-------- Material for the task --------

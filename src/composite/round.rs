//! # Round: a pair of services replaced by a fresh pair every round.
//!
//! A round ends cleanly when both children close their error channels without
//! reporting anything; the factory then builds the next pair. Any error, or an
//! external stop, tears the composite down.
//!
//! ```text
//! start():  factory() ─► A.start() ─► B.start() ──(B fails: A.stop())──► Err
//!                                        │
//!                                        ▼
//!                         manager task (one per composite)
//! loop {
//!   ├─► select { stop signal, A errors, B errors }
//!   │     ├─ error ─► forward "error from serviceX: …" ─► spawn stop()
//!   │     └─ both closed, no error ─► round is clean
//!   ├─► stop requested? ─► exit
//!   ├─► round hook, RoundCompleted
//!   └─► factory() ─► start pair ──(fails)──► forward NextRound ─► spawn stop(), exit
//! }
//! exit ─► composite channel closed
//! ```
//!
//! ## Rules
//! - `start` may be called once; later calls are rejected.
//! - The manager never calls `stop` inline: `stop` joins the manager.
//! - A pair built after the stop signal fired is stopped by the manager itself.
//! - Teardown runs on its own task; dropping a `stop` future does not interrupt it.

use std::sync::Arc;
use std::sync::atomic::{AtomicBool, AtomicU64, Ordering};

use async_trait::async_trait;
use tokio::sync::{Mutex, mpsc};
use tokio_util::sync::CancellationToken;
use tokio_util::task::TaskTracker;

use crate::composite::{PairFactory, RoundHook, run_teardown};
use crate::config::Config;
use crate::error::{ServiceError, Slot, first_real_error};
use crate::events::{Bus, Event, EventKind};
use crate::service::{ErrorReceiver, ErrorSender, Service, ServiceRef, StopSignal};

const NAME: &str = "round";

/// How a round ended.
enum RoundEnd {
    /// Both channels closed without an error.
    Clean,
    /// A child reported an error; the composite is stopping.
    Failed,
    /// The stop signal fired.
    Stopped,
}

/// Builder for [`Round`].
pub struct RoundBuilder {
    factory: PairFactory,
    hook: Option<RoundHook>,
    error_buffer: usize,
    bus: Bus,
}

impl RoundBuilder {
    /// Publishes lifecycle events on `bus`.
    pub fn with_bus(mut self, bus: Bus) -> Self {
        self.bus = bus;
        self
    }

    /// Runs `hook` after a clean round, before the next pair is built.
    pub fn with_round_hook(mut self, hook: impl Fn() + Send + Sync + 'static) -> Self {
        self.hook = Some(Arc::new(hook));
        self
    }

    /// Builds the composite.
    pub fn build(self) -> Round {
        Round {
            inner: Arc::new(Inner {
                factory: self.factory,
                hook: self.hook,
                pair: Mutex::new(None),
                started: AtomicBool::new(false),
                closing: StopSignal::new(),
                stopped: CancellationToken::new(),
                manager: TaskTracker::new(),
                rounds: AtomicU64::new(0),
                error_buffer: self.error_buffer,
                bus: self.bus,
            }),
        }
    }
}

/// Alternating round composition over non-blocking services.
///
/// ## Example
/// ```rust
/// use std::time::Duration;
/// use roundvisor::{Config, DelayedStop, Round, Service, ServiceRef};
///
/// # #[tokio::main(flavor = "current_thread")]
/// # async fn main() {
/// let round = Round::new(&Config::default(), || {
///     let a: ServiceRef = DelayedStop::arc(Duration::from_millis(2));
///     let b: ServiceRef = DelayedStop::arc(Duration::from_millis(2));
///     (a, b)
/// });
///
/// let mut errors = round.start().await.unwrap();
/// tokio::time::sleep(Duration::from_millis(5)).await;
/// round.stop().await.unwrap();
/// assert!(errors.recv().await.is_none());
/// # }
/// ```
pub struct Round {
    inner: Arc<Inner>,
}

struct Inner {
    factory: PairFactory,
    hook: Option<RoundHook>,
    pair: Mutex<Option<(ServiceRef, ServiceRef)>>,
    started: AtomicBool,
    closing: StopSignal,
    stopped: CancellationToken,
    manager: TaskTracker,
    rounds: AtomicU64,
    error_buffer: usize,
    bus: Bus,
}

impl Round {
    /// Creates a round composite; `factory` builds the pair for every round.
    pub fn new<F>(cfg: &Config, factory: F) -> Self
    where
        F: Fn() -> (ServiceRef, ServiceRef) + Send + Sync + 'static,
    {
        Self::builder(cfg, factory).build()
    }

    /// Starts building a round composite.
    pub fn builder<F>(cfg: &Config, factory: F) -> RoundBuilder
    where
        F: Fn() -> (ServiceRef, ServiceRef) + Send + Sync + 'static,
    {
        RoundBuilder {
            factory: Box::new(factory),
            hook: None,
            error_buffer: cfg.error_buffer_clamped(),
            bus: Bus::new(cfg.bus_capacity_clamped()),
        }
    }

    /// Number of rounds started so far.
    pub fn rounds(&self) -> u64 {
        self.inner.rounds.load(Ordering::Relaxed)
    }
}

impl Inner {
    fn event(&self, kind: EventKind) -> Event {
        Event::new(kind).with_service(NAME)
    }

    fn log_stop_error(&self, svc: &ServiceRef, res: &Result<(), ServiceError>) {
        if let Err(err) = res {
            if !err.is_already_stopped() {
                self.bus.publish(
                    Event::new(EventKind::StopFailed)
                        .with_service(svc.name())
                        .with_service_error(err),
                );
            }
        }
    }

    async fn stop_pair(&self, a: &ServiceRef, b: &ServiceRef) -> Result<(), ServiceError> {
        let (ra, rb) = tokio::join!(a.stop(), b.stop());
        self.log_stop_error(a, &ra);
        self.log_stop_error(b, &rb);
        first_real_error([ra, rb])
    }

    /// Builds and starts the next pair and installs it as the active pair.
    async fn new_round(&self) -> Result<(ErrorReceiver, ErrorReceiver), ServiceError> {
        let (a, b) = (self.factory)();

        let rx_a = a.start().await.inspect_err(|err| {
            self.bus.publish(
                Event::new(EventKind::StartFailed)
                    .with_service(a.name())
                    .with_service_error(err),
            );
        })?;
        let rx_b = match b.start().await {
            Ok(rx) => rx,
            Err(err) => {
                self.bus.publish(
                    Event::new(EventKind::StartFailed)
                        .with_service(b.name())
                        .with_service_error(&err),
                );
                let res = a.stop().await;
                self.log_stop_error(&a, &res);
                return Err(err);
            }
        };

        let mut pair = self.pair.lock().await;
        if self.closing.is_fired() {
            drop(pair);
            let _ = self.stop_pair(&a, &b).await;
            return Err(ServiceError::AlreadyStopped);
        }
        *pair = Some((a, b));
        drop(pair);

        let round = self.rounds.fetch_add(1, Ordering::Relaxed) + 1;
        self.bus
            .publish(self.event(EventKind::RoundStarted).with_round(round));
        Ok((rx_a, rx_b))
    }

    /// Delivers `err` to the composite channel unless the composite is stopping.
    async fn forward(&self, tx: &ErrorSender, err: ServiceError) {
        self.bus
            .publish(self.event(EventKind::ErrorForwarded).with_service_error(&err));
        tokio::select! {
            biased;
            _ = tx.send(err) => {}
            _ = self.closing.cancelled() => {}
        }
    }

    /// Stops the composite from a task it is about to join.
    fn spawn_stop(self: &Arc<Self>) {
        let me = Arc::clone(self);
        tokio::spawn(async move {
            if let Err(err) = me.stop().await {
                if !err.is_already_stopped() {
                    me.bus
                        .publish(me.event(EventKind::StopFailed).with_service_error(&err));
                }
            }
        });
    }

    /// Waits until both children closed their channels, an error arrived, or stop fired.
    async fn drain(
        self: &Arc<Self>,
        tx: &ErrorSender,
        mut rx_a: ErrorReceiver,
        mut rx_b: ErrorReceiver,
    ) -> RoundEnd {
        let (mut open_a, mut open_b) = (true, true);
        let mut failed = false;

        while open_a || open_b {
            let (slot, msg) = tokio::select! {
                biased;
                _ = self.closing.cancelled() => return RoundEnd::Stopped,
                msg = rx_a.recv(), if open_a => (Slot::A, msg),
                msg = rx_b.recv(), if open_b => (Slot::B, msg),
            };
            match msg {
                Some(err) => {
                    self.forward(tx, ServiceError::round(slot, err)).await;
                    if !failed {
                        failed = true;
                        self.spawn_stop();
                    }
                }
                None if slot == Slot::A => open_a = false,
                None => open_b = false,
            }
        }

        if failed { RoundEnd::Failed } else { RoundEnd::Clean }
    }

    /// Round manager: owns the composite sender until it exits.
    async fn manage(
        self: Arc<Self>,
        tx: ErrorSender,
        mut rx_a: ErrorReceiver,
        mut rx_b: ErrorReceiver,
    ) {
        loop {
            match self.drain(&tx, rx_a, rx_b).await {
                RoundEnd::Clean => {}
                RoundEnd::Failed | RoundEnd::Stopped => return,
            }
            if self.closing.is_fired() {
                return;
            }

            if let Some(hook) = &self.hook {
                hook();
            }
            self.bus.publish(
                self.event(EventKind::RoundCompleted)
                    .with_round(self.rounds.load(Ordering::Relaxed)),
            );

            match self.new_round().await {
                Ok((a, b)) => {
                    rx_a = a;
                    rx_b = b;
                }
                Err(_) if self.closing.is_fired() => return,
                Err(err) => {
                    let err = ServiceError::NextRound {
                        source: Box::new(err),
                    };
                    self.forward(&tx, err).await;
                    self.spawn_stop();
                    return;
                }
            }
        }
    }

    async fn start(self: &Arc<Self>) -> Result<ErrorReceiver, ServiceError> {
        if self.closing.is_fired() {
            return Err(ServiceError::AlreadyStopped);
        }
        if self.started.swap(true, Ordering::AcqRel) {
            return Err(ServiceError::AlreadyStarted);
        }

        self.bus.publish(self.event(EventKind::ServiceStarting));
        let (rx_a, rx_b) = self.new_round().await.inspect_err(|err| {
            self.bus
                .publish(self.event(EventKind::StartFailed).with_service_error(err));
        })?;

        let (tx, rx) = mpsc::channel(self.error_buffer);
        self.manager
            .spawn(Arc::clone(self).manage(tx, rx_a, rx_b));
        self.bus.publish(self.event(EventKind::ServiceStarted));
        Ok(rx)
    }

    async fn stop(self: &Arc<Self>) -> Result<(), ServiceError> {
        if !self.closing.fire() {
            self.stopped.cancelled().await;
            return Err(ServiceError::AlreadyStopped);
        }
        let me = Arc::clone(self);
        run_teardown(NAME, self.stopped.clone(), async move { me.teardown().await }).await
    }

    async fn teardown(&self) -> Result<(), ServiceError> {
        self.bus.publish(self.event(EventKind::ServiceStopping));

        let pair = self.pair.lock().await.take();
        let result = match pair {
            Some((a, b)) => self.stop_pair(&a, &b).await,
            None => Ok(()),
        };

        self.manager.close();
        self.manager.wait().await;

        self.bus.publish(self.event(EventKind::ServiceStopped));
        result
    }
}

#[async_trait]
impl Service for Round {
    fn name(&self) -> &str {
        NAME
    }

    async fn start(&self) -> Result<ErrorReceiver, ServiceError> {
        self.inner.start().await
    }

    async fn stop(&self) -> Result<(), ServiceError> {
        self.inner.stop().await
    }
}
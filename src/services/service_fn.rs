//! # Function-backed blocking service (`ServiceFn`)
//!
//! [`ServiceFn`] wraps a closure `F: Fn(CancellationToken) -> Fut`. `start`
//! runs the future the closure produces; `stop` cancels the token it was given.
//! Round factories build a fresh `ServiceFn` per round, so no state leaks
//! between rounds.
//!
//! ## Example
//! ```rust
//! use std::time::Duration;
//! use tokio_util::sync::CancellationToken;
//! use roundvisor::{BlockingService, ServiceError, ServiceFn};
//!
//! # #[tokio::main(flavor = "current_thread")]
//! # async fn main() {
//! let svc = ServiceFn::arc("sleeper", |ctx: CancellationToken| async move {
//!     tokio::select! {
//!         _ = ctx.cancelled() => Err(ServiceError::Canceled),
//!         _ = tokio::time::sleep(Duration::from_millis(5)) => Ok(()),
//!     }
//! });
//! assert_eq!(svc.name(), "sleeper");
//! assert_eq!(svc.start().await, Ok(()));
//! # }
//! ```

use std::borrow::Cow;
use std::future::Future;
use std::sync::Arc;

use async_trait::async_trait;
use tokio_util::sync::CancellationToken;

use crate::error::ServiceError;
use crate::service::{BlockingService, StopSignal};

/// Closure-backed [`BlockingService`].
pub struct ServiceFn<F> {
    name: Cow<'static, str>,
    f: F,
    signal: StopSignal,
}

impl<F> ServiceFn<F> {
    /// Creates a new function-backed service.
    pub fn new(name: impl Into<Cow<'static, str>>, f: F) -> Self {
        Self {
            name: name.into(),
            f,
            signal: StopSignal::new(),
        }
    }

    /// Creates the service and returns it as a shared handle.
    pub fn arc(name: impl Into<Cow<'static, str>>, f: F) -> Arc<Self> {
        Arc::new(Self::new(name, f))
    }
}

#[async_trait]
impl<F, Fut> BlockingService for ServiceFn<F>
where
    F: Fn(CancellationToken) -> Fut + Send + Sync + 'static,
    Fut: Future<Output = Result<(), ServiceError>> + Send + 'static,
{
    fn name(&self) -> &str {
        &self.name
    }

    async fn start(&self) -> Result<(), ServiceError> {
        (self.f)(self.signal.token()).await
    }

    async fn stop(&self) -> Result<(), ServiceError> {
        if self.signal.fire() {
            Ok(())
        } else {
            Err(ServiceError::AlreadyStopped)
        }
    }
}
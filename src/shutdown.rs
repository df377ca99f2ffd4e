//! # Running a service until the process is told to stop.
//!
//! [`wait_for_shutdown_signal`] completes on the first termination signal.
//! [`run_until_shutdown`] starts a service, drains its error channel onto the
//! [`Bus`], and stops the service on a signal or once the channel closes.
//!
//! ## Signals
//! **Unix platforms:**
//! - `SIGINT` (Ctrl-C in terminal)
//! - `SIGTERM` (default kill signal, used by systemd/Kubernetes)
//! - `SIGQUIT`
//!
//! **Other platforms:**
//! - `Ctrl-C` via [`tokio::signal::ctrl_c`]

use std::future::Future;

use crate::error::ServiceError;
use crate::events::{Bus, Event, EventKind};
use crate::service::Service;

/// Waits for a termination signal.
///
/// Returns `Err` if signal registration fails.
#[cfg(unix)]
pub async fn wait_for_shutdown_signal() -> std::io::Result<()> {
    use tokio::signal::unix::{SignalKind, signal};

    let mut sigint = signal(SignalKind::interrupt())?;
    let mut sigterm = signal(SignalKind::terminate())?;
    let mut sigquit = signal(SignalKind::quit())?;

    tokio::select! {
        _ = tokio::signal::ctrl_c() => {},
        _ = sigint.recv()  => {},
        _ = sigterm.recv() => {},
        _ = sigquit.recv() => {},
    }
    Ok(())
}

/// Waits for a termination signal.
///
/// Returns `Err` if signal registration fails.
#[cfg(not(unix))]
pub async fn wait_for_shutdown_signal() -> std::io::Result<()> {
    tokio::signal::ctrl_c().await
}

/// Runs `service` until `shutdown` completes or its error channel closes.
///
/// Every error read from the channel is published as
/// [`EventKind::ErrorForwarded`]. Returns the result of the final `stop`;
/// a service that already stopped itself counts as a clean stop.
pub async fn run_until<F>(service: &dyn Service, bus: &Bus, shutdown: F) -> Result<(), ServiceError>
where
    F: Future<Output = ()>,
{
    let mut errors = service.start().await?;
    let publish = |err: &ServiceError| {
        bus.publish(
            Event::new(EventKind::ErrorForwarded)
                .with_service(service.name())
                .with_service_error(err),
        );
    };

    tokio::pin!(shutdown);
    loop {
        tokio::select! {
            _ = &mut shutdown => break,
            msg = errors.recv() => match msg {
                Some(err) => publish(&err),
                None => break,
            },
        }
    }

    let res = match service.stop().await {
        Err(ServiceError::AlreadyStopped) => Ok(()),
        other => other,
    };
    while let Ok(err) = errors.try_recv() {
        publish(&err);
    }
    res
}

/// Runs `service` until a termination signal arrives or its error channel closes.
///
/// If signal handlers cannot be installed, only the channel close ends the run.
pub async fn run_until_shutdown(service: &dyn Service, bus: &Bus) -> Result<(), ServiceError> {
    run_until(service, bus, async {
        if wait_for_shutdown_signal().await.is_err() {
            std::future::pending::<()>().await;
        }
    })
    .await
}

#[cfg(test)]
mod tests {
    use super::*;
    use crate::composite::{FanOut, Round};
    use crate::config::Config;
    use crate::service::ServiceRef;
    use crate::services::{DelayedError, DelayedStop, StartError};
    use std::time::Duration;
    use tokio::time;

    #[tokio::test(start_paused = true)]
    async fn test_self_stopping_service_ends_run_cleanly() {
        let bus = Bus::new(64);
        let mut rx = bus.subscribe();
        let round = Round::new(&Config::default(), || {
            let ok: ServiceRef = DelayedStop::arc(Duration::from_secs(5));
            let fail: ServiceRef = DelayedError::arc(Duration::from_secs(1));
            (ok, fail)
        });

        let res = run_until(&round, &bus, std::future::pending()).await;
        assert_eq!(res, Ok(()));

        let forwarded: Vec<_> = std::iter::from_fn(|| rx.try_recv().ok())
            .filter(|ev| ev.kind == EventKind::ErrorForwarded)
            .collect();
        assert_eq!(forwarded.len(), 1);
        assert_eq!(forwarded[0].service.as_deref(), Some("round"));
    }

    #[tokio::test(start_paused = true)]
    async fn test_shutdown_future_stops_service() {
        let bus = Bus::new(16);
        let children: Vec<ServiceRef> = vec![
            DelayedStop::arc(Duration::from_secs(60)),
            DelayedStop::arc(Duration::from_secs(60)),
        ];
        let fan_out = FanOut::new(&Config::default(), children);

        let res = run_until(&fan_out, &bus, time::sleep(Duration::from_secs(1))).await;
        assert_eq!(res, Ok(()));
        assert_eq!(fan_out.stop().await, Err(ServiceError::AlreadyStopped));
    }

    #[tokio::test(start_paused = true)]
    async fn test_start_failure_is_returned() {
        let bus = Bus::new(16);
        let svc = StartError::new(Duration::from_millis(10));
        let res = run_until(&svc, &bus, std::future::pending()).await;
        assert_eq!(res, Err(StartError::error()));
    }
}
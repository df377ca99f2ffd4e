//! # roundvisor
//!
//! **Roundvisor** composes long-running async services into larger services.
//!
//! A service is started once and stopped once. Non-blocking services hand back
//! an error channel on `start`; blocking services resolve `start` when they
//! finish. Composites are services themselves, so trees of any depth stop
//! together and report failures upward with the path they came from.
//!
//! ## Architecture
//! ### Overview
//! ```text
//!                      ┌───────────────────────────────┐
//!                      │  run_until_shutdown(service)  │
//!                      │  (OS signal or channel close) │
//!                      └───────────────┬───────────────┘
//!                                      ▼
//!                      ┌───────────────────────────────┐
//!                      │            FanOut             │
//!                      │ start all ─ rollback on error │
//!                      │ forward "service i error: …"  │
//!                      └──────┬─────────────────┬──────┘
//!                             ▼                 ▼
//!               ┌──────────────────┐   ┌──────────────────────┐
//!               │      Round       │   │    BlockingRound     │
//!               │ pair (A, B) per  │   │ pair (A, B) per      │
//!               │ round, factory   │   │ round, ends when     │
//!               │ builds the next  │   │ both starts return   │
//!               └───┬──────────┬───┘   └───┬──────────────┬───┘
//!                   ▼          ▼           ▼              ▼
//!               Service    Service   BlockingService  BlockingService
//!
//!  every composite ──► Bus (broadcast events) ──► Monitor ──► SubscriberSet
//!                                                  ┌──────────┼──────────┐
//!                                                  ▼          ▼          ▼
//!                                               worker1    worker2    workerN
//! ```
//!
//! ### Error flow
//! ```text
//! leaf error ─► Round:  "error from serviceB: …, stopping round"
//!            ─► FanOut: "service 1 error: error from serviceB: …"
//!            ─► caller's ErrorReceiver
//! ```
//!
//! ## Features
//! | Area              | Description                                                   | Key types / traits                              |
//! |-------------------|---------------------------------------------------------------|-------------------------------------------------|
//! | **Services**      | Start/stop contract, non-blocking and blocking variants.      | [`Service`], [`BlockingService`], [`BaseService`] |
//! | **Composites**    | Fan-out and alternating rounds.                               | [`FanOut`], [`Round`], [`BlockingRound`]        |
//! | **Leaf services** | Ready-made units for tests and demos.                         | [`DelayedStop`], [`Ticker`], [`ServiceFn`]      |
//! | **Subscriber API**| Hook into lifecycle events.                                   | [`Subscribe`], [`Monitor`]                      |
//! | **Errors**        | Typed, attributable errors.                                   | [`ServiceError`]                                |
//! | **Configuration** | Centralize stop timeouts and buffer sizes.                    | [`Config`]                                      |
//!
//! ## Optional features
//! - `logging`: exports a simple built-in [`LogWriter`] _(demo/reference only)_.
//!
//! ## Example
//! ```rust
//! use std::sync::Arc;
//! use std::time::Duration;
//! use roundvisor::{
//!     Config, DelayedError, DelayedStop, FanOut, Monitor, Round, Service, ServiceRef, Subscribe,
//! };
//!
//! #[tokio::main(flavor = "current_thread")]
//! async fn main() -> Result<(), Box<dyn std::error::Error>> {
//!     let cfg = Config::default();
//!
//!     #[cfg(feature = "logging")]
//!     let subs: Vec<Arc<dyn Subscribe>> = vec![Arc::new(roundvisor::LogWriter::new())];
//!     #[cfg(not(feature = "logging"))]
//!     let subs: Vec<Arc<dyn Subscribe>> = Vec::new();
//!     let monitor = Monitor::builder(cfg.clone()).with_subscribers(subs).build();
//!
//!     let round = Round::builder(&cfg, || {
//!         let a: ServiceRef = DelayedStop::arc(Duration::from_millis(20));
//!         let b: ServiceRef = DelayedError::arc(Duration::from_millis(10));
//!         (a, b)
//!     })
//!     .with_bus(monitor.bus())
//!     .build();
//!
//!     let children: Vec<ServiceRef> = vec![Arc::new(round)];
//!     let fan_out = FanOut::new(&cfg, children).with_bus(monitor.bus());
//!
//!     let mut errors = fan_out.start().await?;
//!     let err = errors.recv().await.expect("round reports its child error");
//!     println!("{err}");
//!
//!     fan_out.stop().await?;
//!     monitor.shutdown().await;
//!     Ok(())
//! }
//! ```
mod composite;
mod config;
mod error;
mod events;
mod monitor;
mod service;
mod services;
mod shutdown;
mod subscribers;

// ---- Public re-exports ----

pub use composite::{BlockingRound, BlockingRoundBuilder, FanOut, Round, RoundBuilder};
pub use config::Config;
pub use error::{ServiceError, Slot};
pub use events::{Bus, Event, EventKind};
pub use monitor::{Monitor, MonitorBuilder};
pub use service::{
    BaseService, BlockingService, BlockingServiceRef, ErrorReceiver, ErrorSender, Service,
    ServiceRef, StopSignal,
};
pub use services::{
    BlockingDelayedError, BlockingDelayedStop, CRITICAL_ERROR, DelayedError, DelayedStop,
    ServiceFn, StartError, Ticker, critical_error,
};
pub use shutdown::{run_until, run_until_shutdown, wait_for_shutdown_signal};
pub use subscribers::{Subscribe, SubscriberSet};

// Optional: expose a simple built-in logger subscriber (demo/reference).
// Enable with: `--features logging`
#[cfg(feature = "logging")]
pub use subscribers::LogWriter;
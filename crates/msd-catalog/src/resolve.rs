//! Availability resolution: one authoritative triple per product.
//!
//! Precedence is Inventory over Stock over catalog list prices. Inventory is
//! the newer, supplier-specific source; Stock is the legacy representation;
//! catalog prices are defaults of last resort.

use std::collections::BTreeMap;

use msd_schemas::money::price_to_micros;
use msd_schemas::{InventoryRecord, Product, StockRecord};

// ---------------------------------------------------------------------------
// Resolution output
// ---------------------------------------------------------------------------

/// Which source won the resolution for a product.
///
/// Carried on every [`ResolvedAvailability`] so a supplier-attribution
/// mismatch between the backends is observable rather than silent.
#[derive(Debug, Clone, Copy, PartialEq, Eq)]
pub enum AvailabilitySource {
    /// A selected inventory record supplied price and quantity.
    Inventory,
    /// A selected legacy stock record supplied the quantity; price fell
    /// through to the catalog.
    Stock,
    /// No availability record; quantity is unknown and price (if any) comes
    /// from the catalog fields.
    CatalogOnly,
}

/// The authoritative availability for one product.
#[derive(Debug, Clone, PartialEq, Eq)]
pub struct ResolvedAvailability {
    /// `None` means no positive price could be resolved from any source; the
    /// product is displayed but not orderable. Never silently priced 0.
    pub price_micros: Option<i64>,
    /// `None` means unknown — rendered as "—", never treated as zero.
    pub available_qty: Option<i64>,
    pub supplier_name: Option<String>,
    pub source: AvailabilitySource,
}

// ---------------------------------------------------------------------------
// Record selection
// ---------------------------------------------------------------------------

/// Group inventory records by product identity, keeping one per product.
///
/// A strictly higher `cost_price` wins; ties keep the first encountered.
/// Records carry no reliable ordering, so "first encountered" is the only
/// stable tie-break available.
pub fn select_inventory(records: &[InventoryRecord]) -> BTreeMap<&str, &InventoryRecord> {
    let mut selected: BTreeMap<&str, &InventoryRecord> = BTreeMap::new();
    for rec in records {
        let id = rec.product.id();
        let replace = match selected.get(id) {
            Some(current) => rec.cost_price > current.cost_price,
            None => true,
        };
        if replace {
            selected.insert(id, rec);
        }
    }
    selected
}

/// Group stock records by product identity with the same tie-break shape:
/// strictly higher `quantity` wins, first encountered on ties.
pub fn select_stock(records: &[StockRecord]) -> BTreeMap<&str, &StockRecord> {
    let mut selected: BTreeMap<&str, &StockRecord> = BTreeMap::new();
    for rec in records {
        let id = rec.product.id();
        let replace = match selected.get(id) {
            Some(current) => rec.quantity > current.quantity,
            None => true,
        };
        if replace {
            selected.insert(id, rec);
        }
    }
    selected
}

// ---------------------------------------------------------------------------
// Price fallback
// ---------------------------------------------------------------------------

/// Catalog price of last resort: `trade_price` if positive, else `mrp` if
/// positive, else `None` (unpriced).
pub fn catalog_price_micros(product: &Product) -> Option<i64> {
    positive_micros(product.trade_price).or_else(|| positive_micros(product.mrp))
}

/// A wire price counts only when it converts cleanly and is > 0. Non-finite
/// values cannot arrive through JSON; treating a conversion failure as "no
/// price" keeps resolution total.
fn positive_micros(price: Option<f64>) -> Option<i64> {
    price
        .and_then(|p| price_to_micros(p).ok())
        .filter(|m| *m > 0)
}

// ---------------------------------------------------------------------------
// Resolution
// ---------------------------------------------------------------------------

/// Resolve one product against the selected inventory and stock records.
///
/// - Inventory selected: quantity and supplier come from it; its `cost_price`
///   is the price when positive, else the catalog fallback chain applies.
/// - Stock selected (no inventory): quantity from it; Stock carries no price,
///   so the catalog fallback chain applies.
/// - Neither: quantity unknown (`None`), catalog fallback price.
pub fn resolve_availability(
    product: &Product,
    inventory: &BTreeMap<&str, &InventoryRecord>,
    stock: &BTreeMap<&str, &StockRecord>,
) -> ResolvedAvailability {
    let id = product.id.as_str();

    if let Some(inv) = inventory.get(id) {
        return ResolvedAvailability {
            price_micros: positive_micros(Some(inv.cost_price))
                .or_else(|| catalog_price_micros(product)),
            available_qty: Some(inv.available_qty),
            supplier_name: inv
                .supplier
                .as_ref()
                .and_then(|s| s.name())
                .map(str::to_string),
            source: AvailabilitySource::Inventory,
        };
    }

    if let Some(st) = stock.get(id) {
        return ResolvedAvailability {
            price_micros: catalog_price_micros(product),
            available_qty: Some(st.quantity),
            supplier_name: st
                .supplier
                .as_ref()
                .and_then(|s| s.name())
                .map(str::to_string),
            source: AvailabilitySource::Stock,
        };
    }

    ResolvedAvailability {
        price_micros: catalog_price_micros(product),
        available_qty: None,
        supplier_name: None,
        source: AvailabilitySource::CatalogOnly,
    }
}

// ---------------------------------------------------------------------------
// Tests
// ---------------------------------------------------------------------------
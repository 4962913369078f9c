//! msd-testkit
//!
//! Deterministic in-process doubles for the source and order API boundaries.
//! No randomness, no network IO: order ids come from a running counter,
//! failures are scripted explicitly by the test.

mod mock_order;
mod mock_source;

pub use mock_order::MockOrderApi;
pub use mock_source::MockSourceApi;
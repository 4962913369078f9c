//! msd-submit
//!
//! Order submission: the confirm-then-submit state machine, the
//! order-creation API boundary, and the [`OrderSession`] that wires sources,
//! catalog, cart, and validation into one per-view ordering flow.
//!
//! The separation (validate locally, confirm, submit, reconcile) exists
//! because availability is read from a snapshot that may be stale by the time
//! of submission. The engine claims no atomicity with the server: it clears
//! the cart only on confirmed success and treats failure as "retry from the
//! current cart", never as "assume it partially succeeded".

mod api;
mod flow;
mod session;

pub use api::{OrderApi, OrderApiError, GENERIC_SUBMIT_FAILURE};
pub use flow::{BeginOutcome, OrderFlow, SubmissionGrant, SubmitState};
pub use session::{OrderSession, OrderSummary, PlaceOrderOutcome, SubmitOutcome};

--------

> **Try it**: When a line above contains the string "Relaxed", copy that line.

> **Exercise output**:
        self.inner.rounds.load(Ordering::Relaxed)
        let round = self.rounds.fetch_add(1, Ordering::Relaxed) + 1;
                    .with_round(self.rounds.load(Ordering::Relaxed)),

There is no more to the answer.